=== ENTRIES SHOWN ===
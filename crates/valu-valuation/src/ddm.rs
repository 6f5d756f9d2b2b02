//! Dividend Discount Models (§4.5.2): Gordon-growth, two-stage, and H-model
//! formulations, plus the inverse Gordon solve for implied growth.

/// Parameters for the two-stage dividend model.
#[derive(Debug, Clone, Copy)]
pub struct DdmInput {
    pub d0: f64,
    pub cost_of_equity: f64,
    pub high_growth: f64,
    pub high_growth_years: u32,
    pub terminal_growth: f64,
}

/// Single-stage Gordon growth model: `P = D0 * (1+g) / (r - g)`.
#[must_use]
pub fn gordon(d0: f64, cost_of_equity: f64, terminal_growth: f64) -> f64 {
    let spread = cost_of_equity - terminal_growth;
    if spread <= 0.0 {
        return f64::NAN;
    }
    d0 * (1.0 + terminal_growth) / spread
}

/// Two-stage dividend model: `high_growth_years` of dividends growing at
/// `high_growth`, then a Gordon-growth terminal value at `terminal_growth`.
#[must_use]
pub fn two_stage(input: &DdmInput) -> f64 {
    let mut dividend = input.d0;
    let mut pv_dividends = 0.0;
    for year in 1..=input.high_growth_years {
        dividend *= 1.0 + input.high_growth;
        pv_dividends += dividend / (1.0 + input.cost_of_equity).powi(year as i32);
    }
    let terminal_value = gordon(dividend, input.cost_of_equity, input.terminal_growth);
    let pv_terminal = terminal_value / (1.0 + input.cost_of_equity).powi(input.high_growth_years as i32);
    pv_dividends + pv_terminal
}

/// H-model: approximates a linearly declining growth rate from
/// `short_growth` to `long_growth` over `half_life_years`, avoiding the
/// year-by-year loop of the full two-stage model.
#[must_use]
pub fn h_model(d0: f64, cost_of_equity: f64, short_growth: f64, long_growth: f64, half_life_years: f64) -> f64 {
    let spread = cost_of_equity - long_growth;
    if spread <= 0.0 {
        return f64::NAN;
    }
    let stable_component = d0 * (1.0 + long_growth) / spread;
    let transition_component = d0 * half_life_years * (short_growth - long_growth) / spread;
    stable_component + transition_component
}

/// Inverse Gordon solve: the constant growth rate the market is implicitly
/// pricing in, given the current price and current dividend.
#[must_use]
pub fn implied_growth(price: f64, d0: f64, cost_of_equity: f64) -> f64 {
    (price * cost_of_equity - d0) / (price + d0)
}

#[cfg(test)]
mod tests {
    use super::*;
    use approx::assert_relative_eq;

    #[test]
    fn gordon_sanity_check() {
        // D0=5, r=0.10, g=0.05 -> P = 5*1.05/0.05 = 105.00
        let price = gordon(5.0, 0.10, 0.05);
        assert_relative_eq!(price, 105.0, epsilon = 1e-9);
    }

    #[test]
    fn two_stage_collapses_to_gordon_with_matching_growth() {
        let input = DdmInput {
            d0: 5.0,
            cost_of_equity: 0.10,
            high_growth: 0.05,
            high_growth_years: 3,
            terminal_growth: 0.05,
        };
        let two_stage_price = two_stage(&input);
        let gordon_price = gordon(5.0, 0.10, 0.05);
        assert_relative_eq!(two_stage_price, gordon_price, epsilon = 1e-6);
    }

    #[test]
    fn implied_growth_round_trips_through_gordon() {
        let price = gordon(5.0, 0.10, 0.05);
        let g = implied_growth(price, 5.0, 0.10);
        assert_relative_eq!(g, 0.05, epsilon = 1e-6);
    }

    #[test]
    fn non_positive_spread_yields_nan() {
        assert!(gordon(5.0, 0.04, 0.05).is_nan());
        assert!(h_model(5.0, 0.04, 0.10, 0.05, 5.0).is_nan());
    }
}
===
▸ PROBLEM STATEMENT: Print, from the entries above, the line with "pub struct DdmInput", the line with "pub fn implied_growth(price: f64, d0: f64, cost_of_equity: f64)" and all lines between them, exactly and with nothing else.

▸ WRITTEN ANSWER:
pub struct DdmInput {
    pub d0: f64,
    pub cost_of_equity: f64,
    pub high_growth: f64,
    pub high_growth_years: u32,
    pub terminal_growth: f64,
}

/// Single-stage Gordon growth model: `P = D0 * (1+g) / (r - g)`.
#[must_use]
pub fn gordon(d0: f64, cost_of_equity: f64, terminal_growth: f64) -> f64 {
    let spread = cost_of_equity - terminal_growth;
    if spread <= 0.0 {
        return f64::NAN;
    }
    d0 * (1.0 + terminal_growth) / spread
}

/// Two-stage dividend model: `high_growth_years` of dividends growing at
/// `high_growth`, then a Gordon-growth terminal value at `terminal_growth`.
#[must_use]
pub fn two_stage(input: &DdmInput) -> f64 {
    let mut dividend = input.d0;
    let mut pv_dividends = 0.0;
    for year in 1..=input.high_growth_years {
        dividend *= 1.0 + input.high_growth;
        pv_dividends += dividend / (1.0 + input.cost_of_equity).powi(year as i32);
    }
    let terminal_value = gordon(dividend, input.cost_of_equity, input.terminal_growth);
    let pv_terminal = terminal_value / (1.0 + input.cost_of_equity).powi(input.high_growth_years as i32);
    pv_dividends + pv_terminal
}

/// H-model: approximates a linearly declining growth rate from
/// `short_growth` to `long_growth` over `half_life_years`, avoiding the
/// year-by-year loop of the full two-stage model.
#[must_use]
pub fn h_model(d0: f64, cost_of_equity: f64, short_growth: f64, long_growth: f64, half_life_years: f64) -> f64 {
    let spread = cost_of_equity - long_growth;
    if spread <= 0.0 {
        return f64::NAN;
    }
    let stable_component = d0 * (1.0 + long_growth) / spread;
    let transition_component = d0 * half_life_years * (short_growth - long_growth) / spread;
    stable_component + transition_component
}

/// Inverse Gordon solve: the constant growth rate the market is implicitly
/// pricing in, given the current price and current dividend.
#[must_use]
pub fn implied_growth(price: f64, d0: f64, cost_of_equity: f64) -> f64 {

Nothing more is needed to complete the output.